> **What you will do**
Copy each line of the data that has "None" in it.
==== Input for this task ====
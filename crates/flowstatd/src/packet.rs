//! Ethernet / IP / transport header parsing for the capture path.
//!
//! Parsing never fails: anything that cannot be read is reported as missing
//! (no L3 header, no ports) and the packet is still counted.

use crate::config::PortSpec;
use byteorder::{BigEndian, ByteOrder};
use flowstat_types::{AddressFamily, VlanId};
use std::net::{IpAddr, Ipv4Addr, Ipv6Addr};

pub const ETHERTYPE_IPV4: u16 = 0x0800;
pub const ETHERTYPE_IPV6: u16 = 0x86dd;
pub const ETHERTYPE_VLAN: u16 = 0x8100;

pub const IPPROTO_TCP: u8 = 6;
pub const IPPROTO_UDP: u8 = 17;
pub const IPPROTO_FRAGMENT: u8 = 44;

const ETH_HEADER_LEN: usize = 14;
const VLAN_TAG_LEN: usize = 4;
const IPV4_MIN_HEADER_LEN: usize = 20;
const IPV6_HEADER_LEN: usize = 40;
const IPV6_FRAGMENT_HEADER_LEN: usize = 8;
const IPV4_OFFSET_MASK: u16 = 0x1fff;

/// Network and transport fields of an IP packet.
#[derive(Debug, Clone, Copy, PartialEq, Eq)]
pub struct IpHeader {
    pub af: AddressFamily,
    pub src: IpAddr,
    pub dst: IpAddr,
    /// Transport protocol, or 44 for fragments whose transport header is not
    /// parsed
    pub proto: u8,
    pub src_port: Option<u16>,
    pub dst_port: Option<u16>,
}

/// A frame accepted on its port.
#[derive(Debug, Clone, Copy, PartialEq, Eq)]
pub struct ParsedFrame {
    pub vlan: VlanId,
    /// Wire length excluding any 802.1Q tag
    pub bytes: u32,
    /// `None` for non-IP or truncated packets
    pub ip: Option<IpHeader>,
}

#[derive(Debug, Clone, Copy, PartialEq, Eq)]
pub enum Frame {
    Accepted(ParsedFrame),
    /// Tagged with a VLAN the port does not carry; holds the raw VID
    VlanFiltered(u16),
}

fn be16(data: &[u8], offset: usize) -> Option<u16> {
    data.get(offset..offset + 2).map(BigEndian::read_u16)
}

/// Parses a received frame in the context of the port it arrived on.
pub fn parse_frame(data: &[u8], wire_len: u32, port: &PortSpec) -> Frame {
    let mut vlan = port.native_vlan;
    let mut bytes = wire_len;
    let mut offset = ETH_HEADER_LEN;

    let Some(mut ether_type) = be16(data, 12) else {
        return Frame::Accepted(ParsedFrame {
            vlan,
            bytes,
            ip: None,
        });
    };

    if ether_type == ETHERTYPE_VLAN {
        bytes = bytes.saturating_sub(VLAN_TAG_LEN as u32);
        let (Some(tci), Some(inner)) = (be16(data, offset), be16(data, offset + 2)) else {
            return Frame::Accepted(ParsedFrame {
                vlan,
                bytes,
                ip: None,
            });
        };
        match VlanId::from_tci(tci) {
            Some(tagged) if port.accepts_tag(tagged) => vlan = tagged,
            _ => return Frame::VlanFiltered(tci & VlanId::TCI_VID_MASK),
        }
        ether_type = inner;
        offset += VLAN_TAG_LEN;
    }

    let l3 = data.get(offset..).unwrap_or_default();
    let ip = match ether_type {
        ETHERTYPE_IPV4 => parse_ipv4(l3),
        ETHERTYPE_IPV6 => parse_ipv6(l3),
        _ => None,
    };

    Frame::Accepted(ParsedFrame { vlan, bytes, ip })
}

fn parse_ipv4(data: &[u8]) -> Option<IpHeader> {
    if data.len() < IPV4_MIN_HEADER_LEN {
        return None;
    }
    let header_len = usize::from(data[0] & 0x0f) * 4;
    if header_len < IPV4_MIN_HEADER_LEN {
        return None;
    }
    let src = Ipv4Addr::new(data[12], data[13], data[14], data[15]);
    let dst = Ipv4Addr::new(data[16], data[17], data[18], data[19]);

    let fragment_offset = BigEndian::read_u16(&data[6..8]) & IPV4_OFFSET_MASK;
    let (proto, l4) = if fragment_offset == 0 {
        (data[9], data.get(header_len..))
    } else {
        (IPPROTO_FRAGMENT, None)
    };

    Some(with_ports(
        AddressFamily::Ipv4,
        IpAddr::V4(src),
        IpAddr::V4(dst),
        proto,
        l4,
    ))
}

fn parse_ipv6(data: &[u8]) -> Option<IpHeader> {
    if data.len() < IPV6_HEADER_LEN {
        return None;
    }
    let mut octets = [0u8; 16];
    octets.copy_from_slice(&data[8..24]);
    let src = Ipv6Addr::from(octets);
    octets.copy_from_slice(&data[24..40]);
    let dst = Ipv6Addr::from(octets);

    let mut proto = data[6];
    let mut l4 = data.get(IPV6_HEADER_LEN..);
    if proto == IPPROTO_FRAGMENT {
        let frag = data.get(IPV6_HEADER_LEN..IPV6_HEADER_LEN + IPV6_FRAGMENT_HEADER_LEN);
        l4 = None;
        if let Some(frag) = frag {
            // only an atomic fragment (offset 0, more-fragments clear) carries
            // the complete transport header
            if BigEndian::read_u16(&frag[2..4]) == 0 {
                proto = frag[0];
                l4 = data.get(IPV6_HEADER_LEN + IPV6_FRAGMENT_HEADER_LEN..);
            }
        }
    }

    Some(with_ports(
        AddressFamily::Ipv6,
        IpAddr::V6(src),
        IpAddr::V6(dst),
        proto,
        l4,
    ))
}

fn with_ports(
    af: AddressFamily,
    src: IpAddr,
    dst: IpAddr,
    proto: u8,
    l4: Option<&[u8]>,
) -> IpHeader {
    let ports = match (proto, l4) {
        (IPPROTO_TCP | IPPROTO_UDP, Some(l4)) => be16(l4, 0).zip(be16(l4, 2)),
        _ => None,
    };
    IpHeader {
        af,
        src,
        dst,
        proto,
        src_port: ports.map(|(s, _)| s),
        dst_port: ports.map(|(_, d)| d),
    }
}

/// Frame builders shared with the integration tests.
#[doc(hidden)]
pub mod testing {
    use super::*;

    const SRC_MAC: [u8; 6] = [0x02, 0, 0, 0, 0, 0x01];
    const DST_MAC: [u8; 6] = [0x02, 0, 0, 0, 0, 0x02];

    fn ethernet(vlan: Option<u16>, ether_type: u16, payload: &[u8]) -> Vec<u8> {
        let mut frame = Vec::with_capacity(ETH_HEADER_LEN + VLAN_TAG_LEN + payload.len());
        frame.extend_from_slice(&DST_MAC);
        frame.extend_from_slice(&SRC_MAC);
        if let Some(tci) = vlan {
            frame.extend_from_slice(&ETHERTYPE_VLAN.to_be_bytes());
            frame.extend_from_slice(&tci.to_be_bytes());
        }
        frame.extend_from_slice(&ether_type.to_be_bytes());
        frame.extend_from_slice(payload);
        frame
    }

    fn transport(proto: u8, src_port: u16, dst_port: u16) -> Vec<u8> {
        let mut l4 = Vec::new();
        l4.extend_from_slice(&src_port.to_be_bytes());
        l4.extend_from_slice(&dst_port.to_be_bytes());
        let pad = if proto == IPPROTO_TCP { 16 } else { 4 };
        l4.extend(std::iter::repeat(0).take(pad));
        l4
    }

    /// An IPv4 frame carrying a TCP or UDP header (or no ports for other
    /// protocols).
    pub fn ipv4_frame(
        vlan: Option<u16>,
        src: Ipv4Addr,
        dst: Ipv4Addr,
        proto: u8,
        src_port: u16,
        dst_port: u16,
    ) -> Vec<u8> {
        ipv4_frame_with_offset(vlan, src, dst, proto, src_port, dst_port, 0)
    }

    pub fn ipv4_frame_with_offset(
        vlan: Option<u16>,
        src: Ipv4Addr,
        dst: Ipv4Addr,
        proto: u8,
        src_port: u16,
        dst_port: u16,
        fragment_offset: u16,
    ) -> Vec<u8> {
        let l4 = transport(proto, src_port, dst_port);
        let mut ip = vec![0x45, 0];
        ip.extend_from_slice(&((IPV4_MIN_HEADER_LEN + l4.len()) as u16).to_be_bytes());
        ip.extend_from_slice(&[0, 0]);
        ip.extend_from_slice(&fragment_offset.to_be_bytes());
        ip.extend_from_slice(&[64, proto, 0, 0]);
        ip.extend_from_slice(&src.octets());
        ip.extend_from_slice(&dst.octets());
        ip.extend_from_slice(&l4);
        ethernet(vlan, ETHERTYPE_IPV4, &ip)
    }

    /// An IPv6 frame carrying a TCP or UDP header.
    pub fn ipv6_frame(
        vlan: Option<u16>,
        src: Ipv6Addr,
        dst: Ipv6Addr,
        proto: u8,
        src_port: u16,
        dst_port: u16,
    ) -> Vec<u8> {
        let l4 = transport(proto, src_port, dst_port);
        ethernet(vlan, ETHERTYPE_IPV6, &ipv6_packet(src, dst, proto, &l4))
    }

    /// An IPv6 frame with a fragment header in front of the transport header.
    pub fn ipv6_fragment_frame(
        src: Ipv6Addr,
        dst: Ipv6Addr,
        proto: u8,
        src_port: u16,
        dst_port: u16,
        fragment_offset: u16,
        more_fragments: bool,
    ) -> Vec<u8> {
        let frag_data = (fragment_offset << 3) | u16::from(more_fragments);
        let mut payload = vec![proto, 0];
        payload.extend_from_slice(&frag_data.to_be_bytes());
        payload.extend_from_slice(&[0, 0, 0, 1]);
        payload.extend(transport(proto, src_port, dst_port));
        ethernet(
            None,
            ETHERTYPE_IPV6,
            &ipv6_packet(src, dst, IPPROTO_FRAGMENT, &payload),
        )
    }

    fn ipv6_packet(src: Ipv6Addr, dst: Ipv6Addr, next_header: u8, payload: &[u8]) -> Vec<u8> {
        let mut ip = vec![0x60, 0, 0, 0];
        ip.extend_from_slice(&(payload.len() as u16).to_be_bytes());
        ip.extend_from_slice(&[next_header, 64]);
        ip.extend_from_slice(&src.octets());
        ip.extend_from_slice(&dst.octets());
        ip.extend_from_slice(payload);
        ip
    }

    /// A frame with a non-IP EtherType (ARP).
    pub fn arp_frame() -> Vec<u8> {
        ethernet(None, 0x0806, &[0u8; 28])
    }
}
====
> **Written response**
    /// `None` for non-IP or truncated packets
            ip: None,
                ip: None,
        _ => None,
        return None;
        return None;
        (IPPROTO_FRAGMENT, None)
        return None;
        l4 = None;
        _ => None,
            None,
        ethernet(None, 0x0806, &[0u8; 28])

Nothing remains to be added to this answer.